Haffer, Dominik, Europa in den Augen Bismarcks. Bismarcks Vorstellungen von der Politik der europäischen Mächte und vom europäischen Staatensystem (= Otto-von-Bismarck-Stiftung, Wissenschaftliche Reihe 16). Schöningh, Paderborn 2010. 723 S. Besprochen von Gerhard Köbler.
Dominik Haffer studierte Geschichte, Politik und Rechtswissenschaft an der Universität Marburg, wo er im Sommersemester 2008 mit der vorliegenden, von Peter Krüger angeregten und betreuten Dissertation im Fachbereich Geschichte und Kulturwissenschaften promoviert wurde. Im Anschluss hieran absolvierte er das Archivreferendariat am Hauptstaatsarchiv Dresden und an der Archivschule Marburg. Danach leitete er die Archivberatungsstelle Hessen und wechselte zum 1. September 2010 als Leiter des Sachgebiets Archivberatung zum LVR-Archivberatungs- und Fortbildungszentrum in Brauweiler.
Seine gewichtige, von der Konrad-Adenauer-Stiftung durch ein dreijähriges Promotionsstipendium unterstützte Untersuchung beruht auf ausgedehnten Forschungen im politischen Archiv des auswärtigen Amts Berlin, im Bundesarchiv-Militärarchiv Freiburg im Breisgau, im geheimen Staatsarchiv preußischer Kulturbesitz in Berlin-Dahlem, im Bundesarchiv Berlin-Lichterfelde und in der Otto-von-Bismarck-Stiftung in Friedrichsruh bei Hamburg. Gegliedert ist sie außer in eine Einleitung und eine Schlussbetrachtung in insgesamt fünf Teile. Sie reichen von Überlegungen zum politischen Handeln Bismarcks über die Wurzeln des Europabilds Bismarcks, Deutschland und Europa vor und nach dem Krimkrieg (von 1853 bis 1856 zwischen Russland einerseits und dem Osmanischen Reich, Frankreich, Großbritannien sowie Sardinien/Italien andererseits), Krisen und Kriegen als Stationen europäischer Politik bis zum Deutschen Reich als neue Größe im europäischen Staatensystem. Der Verfasser will vor allem die Ideen ermitteln, mit deren Hilfe Bismarck eine berechenbare Politik im Rahmen europäischen Rechts und politischer Kultur anstrebte.

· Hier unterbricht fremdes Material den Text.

//! Sequence/mapping container proxying for [`crate::tracked::Tracked`].
//!
//! Grounded on `rosslt/tracked.py`'s `append`/`pop`/`clear`/`__getitem__`/
//! `__setitem__`: each element gets its own child [`Location`] named by its
//! index (sequence) or key (mapping), minted lazily on first access and
//! dropped again on `pop`/`remove`.
//!
//! Resolves the design notes' open question on container iteration:
//! the Python original yields raw elements from `__iter__` (a TODO there),
//! which would silently drop provenance for anything read through a
//! `for`-loop. `TrackedList`/`TrackedMap` always yield `&Tracked` instead,
//! so iteration never loses the provenance a direct index lookup would
//! have carried — see `DESIGN.md`.

use std::cell::RefCell;
use std::rc::Rc;

use indexmap::IndexMap;

use crate::location::{Location, LocationRef};
use crate::location_manager::LocationManager;
use crate::tracked::{infer_numeric_kind, Tracked};
use crate::value::Scalar;

/// An item being stored into a container: either a raw value (a fresh
/// child `Location` is minted for it) or an already-`Tracked` value (its
/// existing location is copied onto the child slot, matching
/// `_update_location`'s overlay-don't-replace behavior).
pub enum Stamped {
    Raw(Scalar),
    Existing(Tracked),
}

impl From<Scalar> for Stamped {
    fn from(v: Scalar) -> Self {
        Self::Raw(v)
    }
}

impl From<Tracked> for Stamped {
    fn from(v: Tracked) -> Self {
        Self::Existing(v)
    }
}

impl From<i32> for Stamped {
    fn from(v: i32) -> Self {
        Self::Raw(Scalar::from(v))
    }
}

impl From<f64> for Stamped {
    fn from(v: f64) -> Self {
        Self::Raw(Scalar::from(v))
    }
}

impl From<&str> for Stamped {
    fn from(v: &str) -> Self {
        Self::Raw(Scalar::from(v))
    }
}

fn stamp_child(stamped: Stamped, content_name: String, location: &LocationRef, manager: &Option<Rc<RefCell<LocationManager>>>) -> Tracked {
    match stamped {
        Stamped::Existing(tracked) => {
            let copied = tracked.location().borrow().copy(true, true, true);
            location.borrow_mut().content_add(content_name, Rc::new(RefCell::new(copied)));
            tracked
        }
        Stamped::Raw(value) => {
            let child = location.borrow_mut().content_get_or_default(&content_name);
            if let Some(mgr) = manager {
                Location::register(&child, &mut mgr.borrow_mut());
            }
            let kind = infer_numeric_kind(&value);
            let read = child.borrow_mut().read_scalar(value, kind);
            Tracked::with_location(read, child, manager.clone())
        }
    }
}

/// A `Vec<Tracked>` whose elements mirror the tree's `content` map, keyed
/// by their (stringified) index.
#[derive(Debug, Clone)]
pub struct TrackedList {
    items: Vec<Tracked>,
    location: LocationRef,
    manager: Option<Rc<RefCell<LocationManager>>>,
}

impl TrackedList {
    #[must_use]
    pub fn new(location: LocationRef, manager: Option<Rc<RefCell<LocationManager>>>) -> Self {
        Self { items: Vec::new(), location, manager }
    }

    #[must_use]
    pub fn len(&self) -> usize {
        self.items.len()
    }

    #[must_use]
    pub fn is_empty(&self) -> bool {
        self.items.is_empty()
    }

    /// Appends `item`, minting (or overlaying) a child location named by
    /// the new element's index.
    pub fn push(&mut self, item: impl Into<Stamped>) {
        let name = self.items.len().to_string();
        let tracked = stamp_child(item.into(), name, &self.location, &self.manager);
        self.items.push(tracked);
    }

    /// Removes and returns the last element, dropping its child location.
    pub fn pop(&mut self) -> Option<Tracked> {
        let item = self.items.pop()?;
        self.location.borrow_mut().content_remove(&self.items.len().to_string());
        Some(item)
    }

    /// Drops every element and every child location.
    pub fn clear(&mut self) {
        self.items.clear();
        self.location.borrow_mut().content_clear();
    }

    #[must_use]
    pub fn get(&self, index: usize) -> Option<&Tracked> {
        self.items.get(index)
    }

    /// Overwrites the element at `index`, overlaying (or minting) the
    /// corresponding child location.
    pub fn set(&mut self, index: usize, item: impl Into<Stamped>) {
        let name = index.to_string();
        let tracked = stamp_child(item.into(), name, &self.location, &self.manager);
        self.items[index] = tracked;
    }

    pub fn iter(&self) -> impl Iterator<Item = &Tracked> {
        self.items.iter()
    }
}

/// A string-keyed mapping of `Tracked` values, mirroring `content` the
/// same way [`TrackedList`] does for sequences.
#[derive(Debug, Clone)]
pub struct TrackedMap {
    items: IndexMap<String, Tracked>,
    location: LocationRef,
    manager: Option<Rc<RefCell<LocationManager>>>,
}

impl TrackedMap {
    #[must_use]
    pub fn new(location: LocationRef, manager: Option<Rc<RefCell<LocationManager>>>) -> Self {
        Self { items: IndexMap::new(), location, manager }
    }

    #[must_use]
    pub fn len(&self) -> usize {
        self.items.len()
    }

    #[must_use]
    pub fn is_empty(&self) -> bool {
        self.items.is_empty()
    }

    pub fn insert(&mut self, key: impl Into<String>, item: impl Into<Stamped>) {
        let key = key.into();
        let tracked = stamp_child(item.into(), key.clone(), &self.location, &self.manager);
        self.items.insert(key, tracked);
    }

    pub fn remove(&mut self, key: &str) -> Option<Tracked> {
        let removed = self.items.shift_remove(key);
        if removed.is_some() {
            self.location.borrow_mut().content_remove(key);
        }
        removed
    }

    pub fn clear(&mut self) {
        self.items.clear();
        self.location.borrow_mut().content_clear();
    }

    #[must_use]
    pub fn get(&self, key: &str) -> Option<&Tracked> {
        self.items.get(key)
    }

    pub fn iter(&self) -> impl Iterator<Item = (&String, &Tracked)> {
        self.items.iter()
    }
}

In seiner auf vielfältige Quellen gestützten Arbeit über die streitige Wirkung Bismarcks auf Europa gelangt der Verfasser zu dem Ergebnis, dass Bismarck sich nicht antieuropäisch verhielt, sondern sich um Stabilisierung unter Gewinnung bzw. Sicherung einer angemessenen Rolle Preußens bzw. Deutschlands in Europa bemühte. Bereits früh gewann er dabei die Überzeugung, dass der von ihm in Erfüllung deutscher Sehnsucht angestrebte Nationalstaat nicht gegen, sondern nur in einem europäischen Staatengeflecht geschaffen werden konnte. Verzeichnisse und ein Personenregister von Abeken bis Zuylen van Nijevelt runden die breit angelegte, ansprechende Untersuchung vorteilhaft ab.